受験

2024年7月2日

大学院生生活さまざま 【医学系研究科・学際情報学府】

 

 専門分野に応じて数多くの専攻や研究室に分かれる大学院。そこでの学び方・生活の仕方も人によってさまざまだ。就職活動と研究を同時に進める学生、研究者を目指す学生、社会人として働きながら研究を行う学生など、大学院は多様な目的・ライフプランを持った人々が集まる場所でもある。今回は医学系研究科・学際情報学府の大学院生に、進路を決めた経緯や日々の過ごし方、研究の進め方について話を聞いた。(構成・上田朔、取材・天川瑞月、本田舞花)

 

医学系研究科 機能生物学専攻

 

 学部時代は東大医学部医学科に所属していました。医学科には病院研修などの臨床の他に生化学・解剖学・生理学といった基礎医学の授業があり、その内容に興味を持った人が医師ではなく博士課程への進学を目指す印象です。他の主な理系学部とは異なりカリキュラム内に研究室配属がないので、興味のある研究室に個人的に連絡をして所属することが一般的でした。高校生の頃から精神科医を目指していて、精神医学を学ぶには神経科学の知識が必要と考え、学部3年の頃から神経系の研究室に所属していました。授業を受けたり授業後に研究室に通ったりしているうちに研究者になりたいと思うようになり、学部5年の時に院進を決めました。
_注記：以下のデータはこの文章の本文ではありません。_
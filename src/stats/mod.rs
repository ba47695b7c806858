//! Statistics module - distribution functions and descriptive tests

pub mod descriptive;
pub mod distribution;

pub use descriptive::*;
pub use distribution::*;
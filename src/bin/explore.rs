//! Crowdstorm exploratory analysis
//!
//! Fixed analysis trace over the raw crowdstorming CSV: rater agreement
//! diagnostics, rating histograms, and three Poisson models with
//! interaction terms for the implicit- and explicit-bias measures.

use anyhow::{Context, Result};
use console::style;
use polars::prelude::*;

use crowdstorm::model::{fit_poisson, Design};
use crowdstorm::pipeline::{ModelFormula, Term};
use crowdstorm::report::{render_histogram, render_summary};
use crowdstorm::stats::{dagostino_k_squared, histogram, spearman};

const DATA_PATH: &str = "data/CrowdstormingDataJuly1st.csv";

const COLUMNS: &[&str] = &[
    "playerShort",
    "refNum",
    "games",
    "goals",
    "yellowCards",
    "redCards",
    "meanIAT",
    "meanExp",
    "rater1",
    "rater2",
];

fn main() -> Result<()> {
    let df = load_subset()?;

    // Drop dyads where either rater abstained, then put the mean rating
    // back on the survey's 1-5 scale.
    let df = df
        .lazy()
        .drop_nulls(Some(vec![col("rater1"), col("rater2")]))
        .collect()?;
    let df = derive_rating(df)?;

    let red_cards = column_values(&df, "redCards")?;
    println!("variance: {}", sample_variance(&red_cards));
    println!("mean: {}", mean(&red_cards));

    rater_diagnostics(&df)?;

    // Three fixed Poisson models, each centered on one moderator.
    print_question("QUESTION 1");
    let formula = interaction_formula("rating", &["games", "goals", "yellowCards", "meanIAT", "meanExp"]);
    fit_and_report(&df, &formula)?;

    print_question("QUESTION 2a");
    println!("len pre-drop: {}", df.height());
    let df_iat = df
        .clone()
        .lazy()
        .drop_nulls(Some(vec![col("meanIAT")]))
        .collect()?;
    println!("len post-drop: {}", df_iat.height());
    let formula = interaction_formula("meanIAT", &["rating", "games", "goals", "yellowCards", "meanExp"]);
    fit_and_report(&df_iat, &formula)?;

    print_question("QUESTION 2b");
    println!("len pre-drop: {}", df.height());
    let df_exp = df
        .clone()
        .lazy()
        .drop_nulls(Some(vec![col("meanExp")]))
        .collect()?;
    println!("len post-drop: {}", df_exp.height());
    let formula = interaction_formula("meanExp", &["rating", "games", "goals", "yellowCards", "meanIAT"]);
    fit_and_report(&df_exp, &formula)?;

    Ok(())
}

fn load_subset() -> Result<DataFrame> {
    let exprs: Vec<Expr> = COLUMNS.iter().map(|c| col(*c)).collect();
    LazyCsvReader::new(DATA_PATH)
        .with_infer_schema_length(Some(10_000))
        .with_null_values(Some(NullValues::AllColumns(vec!["NA".into(), "".into()])))
        .finish()
        .with_context(|| format!("Failed to open CSV file: {}", DATA_PATH))?
        .select(exprs)
        .collect()
        .with_context(|| format!("Failed to load CSV file: {}", DATA_PATH))
}

/// rating = mean(rater1, rater2) * 4 + 1, and the bias measures rescaled
/// to percentage points.
fn derive_rating(mut df: DataFrame) -> Result<DataFrame> {
    let rater1 = df.column("rater1")?.cast(&DataType::Float64)?.f64()?.clone();
    let rater2 = df.column("rater2")?.cast(&DataType::Float64)?.f64()?.clone();

    let rating: Float64Chunked = rater1
        .iter()
        .zip(rater2.iter())
        .map(|(a, b)| match (a, b) {
            (Some(a), Some(b)) => Some((a + b) / 2.0 * 4.0 + 1.0),
            _ => None,
        })
        .collect();
    let mut series = rating.into_series();
    series.rename("rating".into());
    df.with_column(series)?;

    for name in ["meanIAT", "meanExp"] {
        let scaled: Float64Chunked = df
            .column(name)?
            .cast(&DataType::Float64)?
            .f64()?
            .iter()
            .map(|opt| opt.map(|v| v * 100.0))
            .collect();
        let mut series = scaled.into_series();
        series.rename(name.into());
        df.with_column(series)?;
    }

    Ok(df)
}

/// Normality tests, Spearman agreement, and histograms for the two raw
/// rater columns.
fn rater_diagnostics(df: &DataFrame) -> Result<()> {
    let rater1 = column_values(df, "rater1")?;
    let rater2 = column_values(df, "rater2")?;

    for (name, values) in [("rater1", &rater1), ("rater2", &rater2)] {
        let test = dagostino_k_squared(values)?;
        println!(
            "normaltest {}: statistic = {:.6}, p-value = {:.6e}",
            name, test.statistic, test.p_value
        );
    }

    render_histogram("rater1", &histogram(&rater1, 5, (0.0, 5.0)));
    render_histogram("rater2", &histogram(&rater2, 5, (0.0, 5.0)));
    println!();

    let agreement = spearman(&rater1, &rater2)?;
    println!(
        "Spearman: rho = {:.6}, p-value = {:.6e} (n = {})",
        agreement.rho, agreement.p_value, agreement.n
    );

    Ok(())
}

/// `redCards ~ moderator * each` expanded patsy-style: main effects first,
/// then the moderator's pairwise interactions.
fn interaction_formula(moderator: &str, others: &[&str]) -> ModelFormula {
    let mut terms = vec![Term::main(moderator)];
    terms.extend(others.iter().map(|o| Term::main(o)));
    terms.extend(others.iter().map(|o| Term::interaction(moderator, o)));
    ModelFormula::new("redCards", terms)
}

fn fit_and_report(df: &DataFrame, formula: &ModelFormula) -> Result<()> {
    println!("{}", style(formula.to_string()).white().bold());
    let design = Design::from_frame(df, formula)?;
    let summary = fit_poisson(&design)?;
    render_summary(&summary);
    Ok(())
}

fn print_question(label: &str) {
    println!();
    println!("{}", style(label).cyan().bold());
}

fn column_values(df: &DataFrame, name: &str) -> Result<Vec<f64>> {
    Ok(df
        .column(name)?
        .cast(&DataType::Float64)?
        .f64()?
        .iter()
        .map(|opt| opt.unwrap_or(f64::NAN))
        .collect())
}

fn mean(values: &[f64]) -> f64 {
    let clean: Vec<f64> = values.iter().copied().filter(|v| !v.is_nan()).collect();
    clean.iter().sum::<f64>() / clean.len() as f64
}

fn sample_variance(values: &[f64]) -> f64 {
    let clean: Vec<f64> = values.iter().copied().filter(|v| !v.is_nan()).collect();
    let n = clean.len() as f64;
    let mean = clean.iter().sum::<f64>() / n;
    clean.iter().map(|v| (v - mean) * (v - mean)).sum::<f64>() / (n - 1.0)
}
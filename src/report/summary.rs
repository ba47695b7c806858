//! Model summary rendering

use crate::model::FitSummary;
use comfy_table::{presets::UTF8_FULL_CONDENSED, Attribute, Cell, Color, Table};
use console::style;

/// Print the fitted-model summary: a fit-statistics table followed by the
/// coefficient table.
pub fn render_summary(summary: &FitSummary) {
    println!();
    println!(
        "    {} {}",
        style("▣").cyan(),
        style(format!("{} REGRESSION RESULTS", summary.model.to_uppercase()))
            .white()
            .bold()
    );
    println!("    {}", style("─".repeat(50)).dim());
    println!();

    render_fit_statistics(summary);
    println!();
    render_coefficients(summary);
}

fn render_fit_statistics(summary: &FitSummary) {
    let mut table = Table::new();
    table.load_preset(UTF8_FULL_CONDENSED);
    table.set_header(vec![
        Cell::new("Statistic").add_attribute(Attribute::Bold),
        Cell::new("Value").add_attribute(Attribute::Bold),
    ]);

    table.add_row(vec![
        Cell::new("Observations"),
        Cell::new(summary.n_observations),
    ]);
    if summary.n_dropped > 0 {
        table.add_row(vec![
            Cell::new("Dropped (missing)"),
            Cell::new(summary.n_dropped).fg(Color::Yellow),
        ]);
    }
    table.add_row(vec![
        Cell::new("Df residuals"),
        Cell::new(summary.df_resid),
    ]);
    table.add_row(vec![
        Cell::new("Log-likelihood"),
        Cell::new(format!("{:.4}", summary.log_likelihood)),
    ]);
    table.add_row(vec![Cell::new("AIC"), Cell::new(format!("{:.4}", summary.aic))]);

    if let Some(r2) = summary.r_squared {
        table.add_row(vec![Cell::new("R-squared"), Cell::new(format!("{:.6}", r2))]);
    }
    if let Some(adj) = summary.adj_r_squared {
        table.add_row(vec![
            Cell::new("Adj. R-squared"),
            Cell::new(format!("{:.6}", adj)),
        ]);
    }
    if let Some((f, p)) = summary.f_statistic {
        table.add_row(vec![
            Cell::new("F-statistic"),
            Cell::new(format!("{:.4} (p = {:.4})", f, p)),
        ]);
    }
    if let Some(dev) = summary.deviance {
        table.add_row(vec![Cell::new("Deviance"), Cell::new(format!("{:.4}", dev))]);
    }
    if let Some(null_dev) = summary.null_deviance {
        table.add_row(vec![
            Cell::new("Null deviance"),
            Cell::new(format!("{:.4}", null_dev)),
        ]);
    }
    if let Some(pseudo) = summary.pseudo_r_squared {
        table.add_row(vec![
            Cell::new("Pseudo R-squared"),
            Cell::new(format!("{:.6}", pseudo)),
        ]);
    }
    if let Some(iterations) = summary.iterations {
        table.add_row(vec![Cell::new("Iterations"), Cell::new(iterations)]);
    }

    indent_table(&table);
}

fn render_coefficients(summary: &FitSummary) {
    let alpha = 1.0 - summary.confidence_level;
    let mut table = Table::new();
    table.load_preset(UTF8_FULL_CONDENSED);
    table.set_header(vec![
        Cell::new("Term").add_attribute(Attribute::Bold),
        Cell::new("Coef.").add_attribute(Attribute::Bold),
        Cell::new("Std.Err.").add_attribute(Attribute::Bold),
        Cell::new(summary.statistic_label).add_attribute(Attribute::Bold),
        Cell::new(format!("P>|{}|", summary.statistic_label)).add_attribute(Attribute::Bold),
        Cell::new(format!("[{:.3}", alpha / 2.0)).add_attribute(Attribute::Bold),
        Cell::new(format!("{:.3}]", 1.0 - alpha / 2.0)).add_attribute(Attribute::Bold),
    ]);

    for coef in &summary.coefficients {
        let p_cell = Cell::new(format!("{:.4}", coef.p_value)).fg(if coef.p_value < 0.01 {
            Color::Green
        } else if coef.p_value < 0.05 {
            Color::Yellow
        } else {
            Color::White
        });

        table.add_row(vec![
            Cell::new(&coef.name),
            Cell::new(format!("{:.6}", coef.estimate)),
            Cell::new(format!("{:.6}", coef.std_error)),
            Cell::new(format!("{:.4}", coef.statistic)),
            p_cell,
            Cell::new(format!("{:.6}", coef.ci_lower)),
            Cell::new(format!("{:.6}", coef.ci_upper)),
        ]);
    }

    indent_table(&table);
}

fn indent_table(table: &Table) {
    for line in table.to_string().lines() {
        println!("    {}", line);
    }
}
医師免許を取得しましたが医師として働くには2年間研修を受ける必要がある ので、学部卒業後に一度研修医になるか悩みましたが、学部6年の5月に大学卒業後そのまま進学することを決めました。

 

 医学部医学科では、学位は取れませんが修論のようなものを提出でき、その場合は博士課程の入試は面接のみになります。面接の対策は特にせず、当日は所属する専攻の全教授と対面して行われました。

 

 現在は、生体内の神経伝達物質受容体の分布を調べ、シナプスの地図を作ることを目標に研究しています。学部時代からの大きな変化は、実験を毎日行うことができるようになったことです。学部時代と同じ研究室に所属していますが、研究内容はもともとその研究室で行っていたものではなく、独自に考えて大学院入学後に始めたテーマです。授業はほとんどなく、大学では担当教授と1対1で行う進捗などを報告するミーティングや、研究室の院生らと論文を読む抄読会に参加しています。研究室でだけでなく自宅でも実験について考えたり論文を読んだりしています。

 

 大学院卒業後もアカデミアに残る予定です。国内外問わず自分がやりたい研究ができる環境で研究を続けたいと考えています。

 

小林新九郎(こばやし・しんくろう)さん/医学系研究科 博士2年
小林新九郎(こばやし・しんくろう)さん/医学系研究科 博士2年

 

学際情報学府 文化・人間情報学コース

 

 中国で育った私は、幼い頃から日本の漫画や小説に触れ日本の文化に関心を持っていたため、早稲田大学の国際教養学部 へ留学しました。学部3年次の初めに、院進するか迷い教員に相談したところ「本当に研究をしたいなら大学院に行った方が良い」とアドバイスをもらい、院進を決意しました。メディア文化とフェミニズムを専門にしている田中東子教授 (東大大学院情報学環)の下で研究をしたいと思い、東大大学院学際情報学府を目指すことにしました。

 

 学際情報学府の入試は、書類審査と口述試験のみです。私は留学生なので日本語で即座に解答する口述試験が苦手で…。学部の仲間に何度も面接練習に付き合ってもらいました。試験では自分の研究テーマをプレゼンし、研究の方法や対象など研究計画書の細かいところについて質問されました。学部時代の研究についても聞かれると思い準備しましたが、研究計画書以外については聞かれませんでした(笑)。

 

 学部にいた頃は研究テーマにかかわらず関心のある授業を履修していましたが、大学院では研究したいテーマに沿って研究や文献講読を進め、研究内容を掘り下げる必要があります。指導教員の田中教授のゼミの他に、社会学の文献講読ゼミを履修したり自主的に文献を講読したりしています。

 

 現在は中国で流行しているニューメディアに関心があります。これは微博など、一般人でも情報発信が可能なネットメディアのことです。ネット上のフェミニズム、いわゆるサイバーフェミニズムを研究対象にする予定です。「女性たちがどのように女性としての自分を扱っているのか」、「情報の発信と受信という行為を通じて女性としての自分のイメージをどのように構築していくのか」というテーマで研究を進めています。修士課程修了後は日本での就職を考えていますが、関心のある業界や職種が多いので、これから自分の興味をしっかり見極めていきたいと思います。